The changes to the federal tax laws make this a good time to look into the attractive possibilities for financing your own retirement.

Moreover, there is now greater portability to move your retirement money among a variety of plans. This is a boon to employees who have worked for a variety of employers and have different kinds of plans. Now they can roll them over more easily to one employer’s plan or an IRA.

For self-employed workers and others using such retirement vehicles as SEP-IRAs and SIMPLE IRAs, restrictions have been lessened and the plans generally permit you to save more and have greater flexibility to roll the accounts over.

Another recent phenomenon has been the rise in reliance upon 401(k) plans from private employers. These plans offer you more control and flexibility than traditional defined-benefit pensions. While it’s not possible to entirely protect your retirement plans from economic downturns, having a wide variety of retirement vehicles—IRAs, 401 (k)s, and traditional pensions—might lessen risk by increasing the diversity of your holdings.

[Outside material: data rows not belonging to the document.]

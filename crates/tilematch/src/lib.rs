//! # Tilematch
//!
//! Server-authoritative engine for a multiplayer race: every player
//! cycles the colours of cells on their own grid until it matches a shared
//! target pattern. First to complete the pattern wins the round, first to
//! five rounds wins the match.
//!
//! The pieces:
//!
//! - [`RoundEngine`] owns the rules. It is synchronous and takes the
//!   [`GameState`] by mutable reference on every call.
//! - [`spawn_room`] runs one match in its own Tokio task, feeding the
//!   engine player actions, roster changes and a fixed-rate tick.
//! - [`RoundEvent`] and [`RoomOutbound`] are what subscribers receive.
//!
//! ## Quick Start
//!
//! ```rust,no_run
//! use tilematch::prelude::*;
//!
//! # async fn run() -> Result<(), TilematchError> {
//! tilematch::init_tracing();
//!
//! let engine = RoundEngine::new(RoundConfig::default(), TokioClock::new());
//! let room = spawn_room(RoomId(1), RoomConfig::default(), engine);
//!
//! let (tx, mut rx) = tokio::sync::mpsc::unbounded_channel();
//! room.join(PlayerId(1), tx).await?;
//! room.act(Some(PlayerId(1)), Action::MarkReady).await?;
//! while let Some(msg) = rx.recv().await {
//!     // render snapshots, react to events
//! #   let _ = msg;
//! }
//! # Ok(())
//! # }
//! ```

mod error;

pub use error::TilematchError;

pub use tilematch_engine::{
    Clock, GameState, InvalidAction, ManualClock, Pattern, Phase, RoundConfig, RoundEngine,
};
pub use tilematch_protocol::{
    Action, Codec, Colour, JsonCodec, PlayerId, ProtocolError, Recipient, RoomId, RoundEvent,
};
pub use tilematch_room::{
    RoomConfig, RoomError, RoomHandle, RoomInfo, RoomOutbound, RoomState, Subscriber, TokioClock,
    spawn_room,
};
pub use tilematch_tick::{TickConfig, TickPolicy};

/// Everything a host needs, in one import.
pub mod prelude {
    pub use crate::{
        Action, Clock, Codec, GameState, InvalidAction, JsonCodec, Pattern, Phase, PlayerId,
        RoomConfig, RoomError, RoomHandle, RoomId, RoomOutbound, RoomState, RoundConfig,
        RoundEngine, RoundEvent, TilematchError, TokioClock, spawn_room,
    };
}

/// Installs a `tracing` subscriber that writes to stderr, filtered by
/// `RUST_LOG` (default `info`).
///
/// Safe to call more than once; only the first call installs anything.
pub fn init_tracing() {
    use tracing_subscriber::EnvFilter;

    let filter = EnvFilter::try_from_default_env().unwrap_or_else(|_| EnvFilter::new("info"));
    let installed = tracing_subscriber::fmt()
        .with_env_filter(filter)
        .with_target(false)
        .with_writer(std::io::stderr)
        .try_init()
        .is_ok();
    if installed {
        tracing::debug!("tracing initialised");
    }
}
//! Virtual GPIO milestone synchronization
//!
//! Firmware running inside a simulated design reports progress by writing
//! milestone numbers to a software-visible "virtual GPIO" register. This crate
//! provides the testbench side of that channel:
//!
//! - a background observer that follows every change of the register and
//!   caches the latest masked value
//! - a direct read that samples the register on demand
//! - a waiter that suspends the calling test sequence until a milestone is
//!   reached, bounded by a budget of clock edges
//!
//! Everything runs cooperatively on a single-threaded tokio runtime inside a
//! [`tokio::task::LocalSet`]. The simulator side is abstracted behind
//! [`SignalHandle`] and [`ClockEdges`].
//!
//! # Example
//! ```rust,ignore
//! let mut vgpio = VirtualGpio::new(la_data_in, clock);
//! vgpio.start();
//!
//! vgpio.wait_output(1, 100_000).await?; // firmware ready
//! vgpio.wait_output(2, 100_000).await?; // peripheral enabled
//!
//! vgpio.shutdown().await;
//! ```

pub mod config;
pub mod error;
pub mod observer;
pub mod signal;
pub mod vgpio;

pub use config::{VgpioConfig, DEFAULT_TIMEOUT_CYCLES, DEFAULT_WIDTH};
pub use error::{Result, TimeoutError, VgpioError};
pub use observer::ObserverState;
pub use signal::{low_word, ClockEdges, SignalError, SignalHandle};
pub use vgpio::VirtualGpio;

What does all this mean for your estate plan? These retirement accounts will have their own beneficiary designations (see chapter 3 transferring property without a will) that will determine how quickly they must be paid out after your death, as well as the tax consequences. You need to take these factors into account when crafting your plan with your lawyer.

Plan Now

Older Americans have mostly small estates, often poorly organized. Too many widowed spouses are left impoverished, often by poor estate planning. Clearly, many older Americans need to combine estate planning with retirement planning, money management and other devices that will help them maximize what they have.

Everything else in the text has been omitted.